Task description » Begin at the first line below and copy each line exactly, ending with the line where "Differences of one" appears.

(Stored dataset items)
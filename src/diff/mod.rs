//! Baseline-relative diffs between series
//!
//! Two alignment modes, both used downstream:
//!
//! 1. [`exact_intersection_diff`] — pairs samples sharing an exact
//!    timestamp, drops the rest. Used for stacked comparisons of runs that
//!    log on the same schedule.
//! 2. [`grid_diff_at`] — interpolates both series at a caller-supplied grid
//!    timestamp, so no grid point is ever dropped. Used for surfaces.
//!
//! Plus the probability-weighted expectation: the share of an observed
//! signal attributable to a behavior applied with probability `p`.

use crate::series::TimeSeries;
use crate::Result;
use std::collections::HashMap;

/// Differences of one variant against the baseline. Derived and transient:
/// owned by the comparison call that produced it.
#[derive(Debug, Clone, PartialEq)]
pub struct DiffSeries {
    variant_id: String,
    timestamps: Vec<u64>,
    diff_values: Vec<f64>,
}

impl DiffSeries {
    /// Identifier of the variant that was diffed against the baseline.
    #[must_use]
    pub fn variant_id(&self) -> &str {
        &self.variant_id
    }

    /// Timestamps where both runs had an exact sample.
    #[must_use]
    pub fn timestamps(&self) -> &[u64] {
        &self.timestamps
    }

    /// `variant - baseline`, one per timestamp.
    #[must_use]
    pub fn diff_values(&self) -> &[f64] {
        &self.diff_values
    }

    /// Number of intersecting samples.
    #[must_use]
    pub fn len(&self) -> usize {
        self.timestamps.len()
    }

    /// Whether no timestamps intersected.
    #[must_use]
    pub fn is_empty(&self) -> bool {
        self.timestamps.is_empty()
    }
}

/// Diff a variant against the baseline at exactly-shared timestamps.
///
/// Variant samples whose timestamp does not occur in the baseline are
/// dropped — no interpolation in this mode. Output length is therefore at
/// most the variant length. Diffing a series against itself yields zeros.
#[must_use]
pub fn exact_intersection_diff(
    baseline: &TimeSeries,
    variant: &TimeSeries,
    variant_id: &str,
) -> DiffSeries {
    let baseline_at: HashMap<u64, f64> = baseline
        .timestamps()
        .iter()
        .copied()
        .zip(baseline.values().iter().copied())
        .collect();

    let mut timestamps = Vec::new();
    let mut diff_values = Vec::new();
    for (&t, &v) in variant.timestamps().iter().zip(variant.values()) {
        if let Some(&base) = baseline_at.get(&t) {
            timestamps.push(t);
            diff_values.push(v - base);
        }
    }

    DiffSeries {
        variant_id: variant_id.to_string(),
        timestamps,
        diff_values,
    }
}

/// `variant - baseline` at a grid timestamp, both sides interpolated.
///
/// Never drops a grid point: flat extrapolation covers timestamps outside
/// either series' span.
///
/// # Errors
///
/// Returns [`crate::Error::EmptySeries`] if either series has no samples.
pub fn grid_diff_at(baseline: &TimeSeries, variant: &TimeSeries, t: u64) -> Result<f64> {
    Ok(variant.value_at(t)? - baseline.value_at(t)?)
}

/// Probability-weighted expectation of a series at `t`.
///
/// For a behavior applied with probability `p` percent, the expected
/// contribution to the observed signal is `value_at(t) * p / 100`.
///
/// # Errors
///
/// Returns [`crate::Error::EmptySeries`] if the series has no samples.
pub fn expectation_at(series: &TimeSeries, t: u64, probability_percent: u8) -> Result<f64> {
    Ok(series.value_at(t)? * f64::from(probability_percent) / 100.0)
}
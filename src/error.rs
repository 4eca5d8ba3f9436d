//! Error types for trace-diff
//!
//! One crate-wide enum; line-level parse problems are deliberately NOT here
//! (malformed trace lines are skipped with a diagnostic, never fatal).

use std::path::PathBuf;
use thiserror::Error;

/// Result type alias
pub type Result<T> = std::result::Result<T, Error>;

/// trace-diff error types
#[derive(Error, Debug)]
pub enum Error {
    /// Trace file absent or unreadable
    #[error("cannot read trace file {path}: {source}")]
    MissingFile {
        /// Path that failed to open
        path: PathBuf,
        /// Underlying IO failure
        #[source]
        source: std::io::Error,
    },

    /// A zero-sample series was queried (interpolation, mean)
    #[error("series for node {node_id} is empty: no trace lines matched")]
    EmptySeries {
        /// Node the series was filtered on
        node_id: u32,
    },

    /// Variant identifier carries no trailing `p<digits>` probability
    #[error("variant '{0}' has no parseable trailing probability")]
    UnresolvedProbability(String),

    /// Identifier matches neither `none` nor `node_<id>_<behavior>_p<percent>`
    #[error("invalid variant identifier '{0}'")]
    InvalidVariant(String),

    /// Sweep configuration file did not deserialize
    #[error("cannot parse sweep config {path}: {source}")]
    Config {
        /// Config file path
        path: PathBuf,
        /// Underlying JSON failure
        #[source]
        source: serde_json::Error,
    },

    /// External collaborator binary exited non-zero
    #[error("external process '{program}' failed with status {status}")]
    ExternalProcess {
        /// Program that was invoked
        program: String,
        /// Exit status description
        status: String,
    },

    /// IO error outside of trace-file reads
    #[error("IO error: {0}")]
    Io(#[from] std::io::Error),
}
//! Classes (`CLAS/OC`)

use adtkit_core::{ObjectAdapter, ObjectBuilder};
use adtkit_domain::{AdtRequest, ClassConfig, ObjectKind};

use super::spec::{AdtObject, ObjectSpec};
use super::{core_attributes, object_functions, package_ref, validation_request};
use crate::xml::escape;

pub const CLASSES_PATH: &str = "/sap/bc/adt/oo/classes";
pub const OO_VALIDATION_PATH: &str = "/sap/bc/adt/oo/validation/objectname";
pub const CONTENT_TYPE_CLASS: &str = "application/vnd.sap.adt.oo.classes.v4+xml";

#[derive(Debug, Clone, Copy, Default)]
pub struct Classes;

pub type ClassOperations = AdtObject<Classes>;
pub type AdtClass = ObjectAdapter<ClassOperations>;
pub type ClassBuilder = ObjectBuilder<ClassOperations>;

impl ObjectSpec for Classes {
    type Config = ClassConfig;

    const KIND: ObjectKind = ObjectKind::Class;
    const CONTENT_TYPE: &'static str = CONTENT_TYPE_CLASS;

    fn collection_uri(_config: &ClassConfig) -> String {
        CLASSES_PATH.to_string()
    }

    fn create_body(config: &ClassConfig) -> String {
        let superclass = config
            .superclass
            .as_deref()
            .map(|name| format!("\n  <class:superClassRef adtcore:name=\"{}\"/>", escape(name)))
            .unwrap_or_default();

        format!(
            r#"<?xml version="1.0" encoding="UTF-8"?>
<class:abapClass xmlns:class="http://www.sap.com/adt/oo/classes" xmlns:adtcore="http://www.sap.com/adt/core" {attributes} class:final="{is_final}" class:visibility="{visibility}">
  {package}{superclass}
</class:abapClass>"#,
            attributes = core_attributes(
                config,
                Self::KIND,
                &config.master_language,
                config.responsible.as_deref()
            ),
            is_final = config.is_final,
            visibility = config.visibility,
            package = package_ref(config),
        )
    }

    fn validation_request(config: &ClassConfig) -> AdtRequest {
        validation_request(OO_VALIDATION_PATH, config, Self::KIND)
    }
}

object_functions!(Classes, ClassConfig {
    validate: validate_class_name,
    create: create_class,
    read: get_class_metadata,
    read_source: read_class_source,
    lock: lock_class,
    unlock: unlock_class,
    update: update_class_source,
    check: check_class,
    activate: activate_class,
    check_deletion: check_class_deletion,
    delete: delete_class,
});

#[cfg(test)]
mod tests {
    use super::*;

    #[test]
    fn create_body_references_superclass() {
        let config = ClassConfig::new("zcl_demo", "zpkg", "Demo").with_superclass("cx_static_check");
        let body = Classes::create_body(&config);

        assert!(body.contains(r#"adtcore:type="CLAS/OC""#));
        assert!(body.contains(r#"class:final="true""#));
        assert!(body.contains(r#"class:visibility="public""#));
        assert!(body.contains(r#"<class:superClassRef adtcore:name="CX_STATIC_CHECK"/>"#));
    }

    #[test]
    fn create_body_omits_missing_superclass() {
        let body = Classes::create_body(&ClassConfig::new("zcl_demo", "zpkg", "Demo"));
        assert!(!body.contains("superClassRef"));
    }

    #[test]
    fn namespaced_names_are_encoded() {
        let config = ClassConfig::new("/dmo/cl_flight", "/dmo/flight", "Flights");
        assert_eq!(Classes::object_uri(&config), "/sap/bc/adt/oo/classes/%2Fdmo%2Fcl_flight");
    }
}
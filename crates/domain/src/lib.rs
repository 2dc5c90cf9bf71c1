//! # AdtKit Domain
//!
//! Domain types for the SAP ABAP Development Tools (ADT) client.
//!
//! This crate contains:
//! - Per-kind object configurations and the `ObjectConfig` view over them
//! - Transport-neutral request/response values
//! - Lock handles, check reports, activation and validation outcomes
//! - Operation state accumulated by a chain
//! - Error types, Result definitions and configuration structures
//!
//! ## Architecture
//! - No dependencies on other AdtKit crates
//! - No I/O; pure data and the rules that interpret it

pub mod config;
pub mod constants;
pub mod errors;
pub mod macros;
pub mod types;

// Re-export commonly used items
pub use config::*;
pub use errors::*;
pub use types::*;
//! Step-by-step fluent driver
//!
//! `ObjectBuilder<K>` exposes each chain step individually. The caller picks
//! the order; the builder keeps the lock handle, the stateful session
//! between `lock` and `unlock`, and the per-step results.
//!
//! ```ignore
//! let mut builder = ObjectBuilder::new(connection, Programs, config);
//! builder.validate().await?.create().await?;
//! builder.lock().await?.update().await?.unlock().await?.activate().await?;
//! ```
//!
//! When a step fails mid-chain, call [`ObjectBuilder::force_unlock`] so a
//! held lock is released and the session returns to stateless.

use std::sync::Arc;

use adtkit_domain::{
    ActivationResult, AdtError, AdtResponse, CheckReport, CheckVersion, CompletedStep, LockHandle,
    ObjectConfig, OperationErrorEntry, OperationMethod, OperationState, Result, TransportConfig,
    TransportRequest, ValidationOutcome,
};
use tracing::{debug, info, warn};

use super::session::StatefulSession;
use crate::adt_ports::{AdtConnection, ObjectOperations, TransportService};

pub struct ObjectBuilder<K: ObjectOperations> {
    connection: Arc<dyn AdtConnection>,
    operations: K,
    config: K::Config,
    state: OperationState,
    session: Option<StatefulSession>,
}

impl<K: ObjectOperations + Default> ObjectBuilder<K> {
    pub fn for_connection(connection: Arc<dyn AdtConnection>, config: K::Config) -> Self {
        Self::new(connection, K::default(), config)
    }
}

impl<K: ObjectOperations> ObjectBuilder<K> {
    pub fn new(connection: Arc<dyn AdtConnection>, operations: K, config: K::Config) -> Self {
        Self { connection, operations, config, state: OperationState::new(), session: None }
    }

    pub fn config(&self) -> &K::Config {
        &self.config
    }

    pub fn config_mut(&mut self) -> &mut K::Config {
        &mut self.config
    }

    pub fn state(&self) -> &OperationState {
        &self.state
    }

    pub fn into_state(self) -> OperationState {
        self.state
    }

    /// Completed steps, in order.
    pub fn results(&self) -> &[CompletedStep] {
        &self.state.completed
    }

    pub fn errors(&self) -> &[OperationErrorEntry] {
        &self.state.errors
    }

    pub fn has_errors(&self) -> bool {
        self.state.has_errors()
    }

    pub fn lock_handle(&self) -> Option<&LockHandle> {
        self.state.lock_handle.as_ref()
    }

    /// Whether the builder currently holds the session stateful.
    pub fn in_stateful_session(&self) -> bool {
        self.session.is_some()
    }

    pub fn validation_response(&self) -> Option<&ValidationOutcome> {
        self.state.validation_response.as_ref()
    }

    pub fn create_result(&self) -> Option<&AdtResponse> {
        self.state.create_result.as_ref()
    }

    pub fn check_result(&self) -> Option<&CheckReport> {
        self.state.check_result.as_ref()
    }

    pub fn update_result(&self) -> Option<&AdtResponse> {
        self.state.update_result.as_ref()
    }

    pub fn unlock_result(&self) -> Option<&AdtResponse> {
        self.state.unlock_result.as_ref()
    }

    pub fn activate_result(&self) -> Option<&ActivationResult> {
        self.state.activate_result.as_ref()
    }

    pub fn delete_result(&self) -> Option<&AdtResponse> {
        self.state.delete_result.as_ref()
    }

    pub fn read_result(&self) -> Option<&AdtResponse> {
        self.state.read_result.as_ref()
    }

    pub fn source_result(&self) -> Option<&str> {
        self.state.source_result.as_deref()
    }

    pub fn transport_result(&self) -> Option<&TransportRequest> {
        self.state.transport_result.as_ref()
    }

    pub async fn validate(&mut self) -> Result<&mut Self> {
        let result = self.operations.validate(self.connection.as_ref(), &self.config).await;
        let outcome = self.record(OperationMethod::Validate, result)?;
        self.state.validation_response = Some(outcome);
        Ok(self)
    }

    pub async fn create(&mut self) -> Result<&mut Self> {
        let result = self.operations.create(self.connection.as_ref(), &self.config).await;
        let response = self.record(OperationMethod::Create, result)?;
        self.state.create_result = Some(response);
        info!(kind = %self.operations.kind(), object = %self.config.name(), "object created");
        Ok(self)
    }

    pub async fn read(&mut self) -> Result<&mut Self> {
        let result = self.operations.read(self.connection.as_ref(), &self.config).await;
        let response = self.record(OperationMethod::Read, result)?;
        self.state.read_result = Some(response);
        Ok(self)
    }

    pub async fn read_source(&mut self, version: CheckVersion) -> Result<&mut Self> {
        let result =
            self.operations.read_source(self.connection.as_ref(), &self.config, version).await;
        let source = self.record(OperationMethod::ReadSource, result)?;
        self.state.source_result = Some(source);
        Ok(self)
    }

    /// Switch to stateful and acquire the edit lock.
    ///
    /// On failure the session goes back to stateless immediately.
    pub async fn lock(&mut self) -> Result<&mut Self> {
        if self.state.lock_handle.is_some() {
            return Err(AdtError::Lock(format!("{} is already locked", self.config.name())));
        }

        let session = StatefulSession::begin(self.connection.clone());
        let result = self.operations.lock(session.connection(), &self.config).await;
        match self.record(OperationMethod::Lock, result) {
            Ok(handle) => {
                debug!(object = %self.config.name(), lock_handle = ?handle, "lock acquired");
                self.state.lock_handle = Some(handle);
                self.session = Some(session);
                Ok(self)
            }
            Err(error) => {
                session.end();
                Err(error)
            }
        }
    }

    /// Check the stored source.
    pub async fn check(&mut self, version: CheckVersion) -> Result<&mut Self> {
        let result =
            self.operations.check(self.connection.as_ref(), &self.config, version, None).await;
        let report = self.record(OperationMethod::Check, result)?;
        self.state.check_result = Some(report);
        Ok(self)
    }

    /// Check the configured source before it is written.
    pub async fn check_new_source(&mut self) -> Result<&mut Self> {
        let result = self
            .operations
            .check(
                self.connection.as_ref(),
                &self.config,
                CheckVersion::Inactive,
                self.config.source_code(),
            )
            .await;
        let report = self.record(OperationMethod::Check, result)?;
        self.state.check_result = Some(report);
        Ok(self)
    }

    /// Write the configured source under the held lock.
    pub async fn update(&mut self) -> Result<&mut Self> {
        let Some(handle) = self.state.lock_handle.clone() else {
            let error = AdtError::InvalidInput(format!(
                "{} must be locked before update",
                self.config.name()
            ));
            self.state.record_error(OperationMethod::Update, &error);
            return Err(error);
        };

        let result = self.operations.update(self.connection.as_ref(), &self.config, &handle).await;
        let response = self.record(OperationMethod::Update, result)?;
        self.state.update_result = Some(response);
        Ok(self)
    }

    /// Release the held lock and return to stateless.
    ///
    /// On failure the handle and the stateful session are kept, so a
    /// retry or [`force_unlock`](Self::force_unlock) still runs inside the
    /// session that owns the lock.
    pub async fn unlock(&mut self) -> Result<&mut Self> {
        let Some(handle) = self.state.lock_handle.clone() else {
            let error = AdtError::InvalidInput(format!("{} is not locked", self.config.name()));
            self.state.record_error(OperationMethod::Unlock, &error);
            return Err(error);
        };

        let result = self.operations.unlock(self.connection.as_ref(), &self.config, &handle).await;
        let response = self.record(OperationMethod::Unlock, result)?;
        self.end_session();
        self.state.lock_handle = None;
        self.state.unlock_result = Some(response);
        Ok(self)
    }

    pub async fn activate(&mut self) -> Result<&mut Self> {
        let result = self.operations.activate(self.connection.as_ref(), &self.config).await;
        let activation = self.record(OperationMethod::Activate, result)?;
        self.state.activate_result = Some(activation);
        Ok(self)
    }

    /// Deletion check followed by delete.
    pub async fn delete(&mut self) -> Result<&mut Self> {
        let result = self.operations.check_deletion(self.connection.as_ref(), &self.config).await;
        self.record(OperationMethod::CheckDeletion, result)?;

        let result = self.operations.delete(self.connection.as_ref(), &self.config).await;
        let response = self.record(OperationMethod::Delete, result)?;
        self.state.delete_result = Some(response);
        info!(kind = %self.operations.kind(), object = %self.config.name(), "object deleted");
        Ok(self)
    }

    /// Best-effort release of a held lock.
    ///
    /// Never fails: an unlock error is logged and recorded, the lock handle
    /// is cleared and the session returns to stateless either way.
    pub async fn force_unlock(&mut self) -> &mut Self {
        if let Some(handle) = self.state.lock_handle.take() {
            let result =
                self.operations.unlock(self.connection.as_ref(), &self.config, &handle).await;
            match result {
                Ok(response) => {
                    self.state.record_success(OperationMethod::ForceUnlock);
                    self.state.unlock_result = Some(response);
                }
                Err(error) => {
                    warn!(object = %self.config.name(), error = %error, "force unlock failed");
                    self.state.record_error(OperationMethod::ForceUnlock, &error);
                }
            }
        }
        self.end_session();
        self
    }

    /// Create a transport request and use it for all following steps.
    pub async fn create_transport(
        &mut self,
        service: &dyn TransportService,
        transport: &TransportConfig,
    ) -> Result<&mut Self> {
        let result = service.create_transport(self.connection.as_ref(), transport).await;
        let request = self.record(OperationMethod::CreateTransport, result)?;
        self.config.set_transport_request(Some(request.number.clone()));
        self.state.transport_result = Some(request);
        Ok(self)
    }

    fn record<T>(&mut self, method: OperationMethod, result: Result<T>) -> Result<T> {
        match result {
            Ok(value) => {
                self.state.record_success(method);
                Ok(value)
            }
            Err(error) => {
                debug!(step = %method, error = %error, "builder step failed");
                self.state.record_error(method, &error);
                Err(error)
            }
        }
    }

    fn end_session(&mut self) {
        if let Some(session) = self.session.take() {
            session.end();
        }
    }
}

Result »
filename src/diff/mod.rs
//! Baseline-relative diffs between series
//!
//! Two alignment modes, both used downstream:
//!
//! 1. [`exact_intersection_diff`] — pairs samples sharing an exact
//!    timestamp, drops the rest. Used for stacked comparisons of runs that
//!    log on the same schedule.
//! 2. [`grid_diff_at`] — interpolates both series at a caller-supplied grid
//!    timestamp, so no grid point is ever dropped. Used for surfaces.
//!
//! Plus the probability-weighted expectation: the share of an observed
//! signal attributable to a behavior applied with probability `p`.

use crate::series::TimeSeries;
use crate::Result;
use std::collections::HashMap;

/// Differences of one variant against the baseline. Derived and transient:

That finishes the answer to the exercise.